The Church of St. John the Theologian in Kurylivka (Kup’yans’k District, Kharkiv Oblast) was one of the oldest wooden churches in Sloboda Ukraine.

Its history has been quite convoluted. Researcher A. Paramonov claims that it was built in 1872 based on a design by Bondarev, an engineer at the Kharkiv State Chamber. However, its history is much older, and the church has been located in three different settlements, undergoing alterations and becoming visually simpler with each move. It was built between 1792 and 1795 in the settlement of Zaoskolye (a suburb of Kup’yans’k), featuring three domes and five tiers, in the tradition of Ukrainian folk architecture. In 1821, it was moved to the village of Petropavlovka, where in 1840 the upper tiers collapsed due to a storm and were not restored. In the 1860s, the church was moved again, to Kurylivka (which had since changed its name to Novo-Aleksandrovka). Engineer Bondarev simplified the design even further, but elements of the 18th-century church were still preserved (the ground floor).

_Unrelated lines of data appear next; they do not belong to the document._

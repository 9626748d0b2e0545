use std::sync::Arc;

use axum::extract::{Path, State};
use axum::http::{header, StatusCode};
use axum::response::{IntoResponse, Json};
use creg_engine::{
    BlobRef, CertificateId, CertificateRecord, ConsistencyReport, IssueRequest, Registry,
    RegistryStats, VerificationOutcome,
};
use serde::{Deserialize, Serialize};

use crate::error::ApiError;

/// Shared handler state.
#[derive(Clone)]
pub struct AppState {
    pub registry: Arc<Registry>,
    pub max_payload_bytes: usize,
}

/// Run a registry call off the async executor. Ledger appends may fsync.
async fn blocking<T, E, F>(f: F) -> Result<T, ApiError>
where
    F: FnOnce() -> Result<T, E> + Send + 'static,
    T: Send + 'static,
    E: Into<ApiError> + Send + 'static,
{
    tokio::task::spawn_blocking(f)
        .await
        .map_err(|e| ApiError::Internal(e.to_string()))?
        .map_err(Into::into)
}

#[derive(Debug, Serialize, Deserialize)]
pub struct HealthResponse {
    pub status: String,
    pub version: String,
}

pub async fn health_handler() -> Json<HealthResponse> {
    Json(HealthResponse {
        status: "ok".into(),
        version: env!("CARGO_PKG_VERSION").into(),
    })
}

pub async fn stats_handler(State(state): State<AppState>) -> Result<Json<RegistryStats>, ApiError> {
    let registry = state.registry.clone();
    Ok(Json(blocking(move || registry.stats()).await?))
}

/// `POST /v1/certificates` body. `payload` is the hex-encoded document.
#[derive(Debug, Serialize, Deserialize)]
pub struct IssueBody {
    pub student_id: String,
    #[serde(default)]
    pub student_name: String,
    pub course: String,
    #[serde(default)]
    pub grade: String,
    #[serde(default)]
    pub issuer: String,
    pub payload: String,
}

#[derive(Debug, Serialize, Deserialize)]
pub struct IssueResponse {
    pub id: CertificateId,
    pub blob_ref: BlobRef,
    pub issued_at: u64,
    /// Human-readable `cert_<student>_<course>_<millis>` label.
    pub label: String,
}

pub async fn issue_handler(
    State(state): State<AppState>,
    Json(body): Json<IssueBody>,
) -> Result<(StatusCode, Json<IssueResponse>), ApiError> {
    let payload = hex::decode(body.payload.trim())
        .map_err(|e| ApiError::BadRequest(format!("payload is not valid hex: {e}")))?;
    if payload.len() > state.max_payload_bytes {
        return Err(ApiError::PayloadTooLarge {
            actual: payload.len(),
            limit: state.max_payload_bytes,
        });
    }

    let request = IssueRequest::new(body.student_id, body.course)
        .with_student_name(body.student_name)
        .with_grade(body.grade)
        .with_issuer(body.issuer)
        .with_payload(payload);

    let registry = state.registry.clone();
    let receipt = blocking(move || registry.issue(request)).await?;
    let record = &receipt.record;
    let label = creg_crypto::legacy_label(&record.student_id, &record.course, record.issued_at);

    Ok((
        StatusCode::CREATED,
        Json(IssueResponse {
            id: receipt.id,
            blob_ref: receipt.blob_ref,
            issued_at: record.issued_at.as_millis(),
            label,
        }),
    ))
}

/// Verification answer. Always `200`; absence is `found: false`.
#[derive(Debug, Serialize, Deserialize)]
pub struct VerifyResponse {
    pub found: bool,
    #[serde(default, skip_serializing_if = "Option::is_none")]
    pub record: Option<CertificateRecord>,
    #[serde(default, skip_serializing_if = "Option::is_none")]
    pub locator: Option<String>,
}

pub async fn verify_handler(
    State(state): State<AppState>,
    Path(id): Path<String>,
) -> Result<Json<VerifyResponse>, ApiError> {
    let registry = state.registry.clone();
    let outcome = blocking(move || registry.verify(&id)).await?;
    let response = match outcome {
        VerificationOutcome::Verified { record, locator } => VerifyResponse {
            found: true,
            record: Some(record),
            locator,
        },
        VerificationOutcome::NotFound => VerifyResponse {
            found: false,
            record: None,
            locator: None,
        },
    };
    Ok(Json(response))
}

#[derive(Debug, Serialize, Deserialize)]
pub struct CertificateEntry {
    pub id: CertificateId,
    pub record: CertificateRecord,
}

pub async fn list_handler(
    State(state): State<AppState>,
    Path(student_id): Path<String>,
) -> Result<Json<Vec<CertificateEntry>>, ApiError> {
    let registry = state.registry.clone();
    let records = blocking(move || registry.list_by_student(&student_id)).await?;
    Ok(Json(
        records
            .into_iter()
            .map(|record| CertificateEntry {
                id: record.id,
                record,
            })
            .collect(),
    ))
}

/// `GET /v1/certificates/:id/payload`: the raw document bytes.
pub async fn payload_handler(
    State(state): State<AppState>,
    Path(id): Path<String>,
) -> Result<impl IntoResponse, ApiError> {
    let id = CertificateId::parse(&id).map_err(|e| ApiError::BadRequest(e.to_string()))?;
    let registry = state.registry.clone();
    let bytes = blocking(move || registry.fetch_payload(&id)).await?;
    Ok(([(header::CONTENT_TYPE, "application/octet-stream")], bytes))
}

/// Index consistency of the running registry plus payloads the blob store
/// has lost.
#[derive(Debug, Serialize, Deserialize)]
pub struct AuditResponse {
    pub report: ConsistencyReport,
    pub missing_blobs: Vec<CertificateId>,
}

pub async fn audit_handler(State(state): State<AppState>) -> Result<Json<AuditResponse>, ApiError> {
    let registry = state.registry.clone();
    let response = blocking(move || {
        Ok::<_, creg_engine::EngineError>(AuditResponse {
            report: registry.audit()?,
            missing_blobs: registry.missing_blobs()?,
        })
    })
    .await?;
    Ok(Json(response))
}

#[derive(Debug, Serialize, Deserialize)]
pub struct RepairResponse {
    /// Index entries written by the rebuild.
    pub rebuilt: usize,
    /// Audit taken after the rebuild.
    pub report: ConsistencyReport,
}

/// `POST /v1/audit/repair`: rebuild the student index from the ledger.
pub async fn repair_handler(
    State(state): State<AppState>,
) -> Result<Json<RepairResponse>, ApiError> {
    let registry = state.registry.clone();
    let response = blocking(move || {
        let rebuilt = registry.rebuild_index()?;
        tracing::info!(rebuilt, "student index repaired on request");
        Ok::<_, creg_engine::EngineError>(RepairResponse {
            rebuilt,
            report: registry.audit()?,
        })
    })
    .await?;
    Ok(Json(response))
}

The website of the Izyum Diocese states that the church was originally built as the Church of Saints Peter and Paul in 1822 in the village of Gnilitsky, on the site of another dilapidated church from the early 18th century, which had been moved to Gnilitsky from the settlement of Zaoskolye (near Kup’yans’k). In honor of the church, the village of Gnilitsky was renamed Petropavlovka. In 1864, the dilapidated church from Petropavlovka was moved to Novoaleksandrovka (now Kurilovka). In Novoaleksandrovka, it was originally named after Alexander Nevsky; in 1872, it was consecrated in honor of St. John the Theologian. In the 1930s, the dome and bell tower were demolished; the church was used as a grain storage facility and later as a movie theater. In 1941–42, the church was converted into a dining hall.
Services resumed in 1943, and the bell tower was restored in the late 1990s.
In 2022, the church was destroyed during the fights in Russia’s invasion of Ukraine.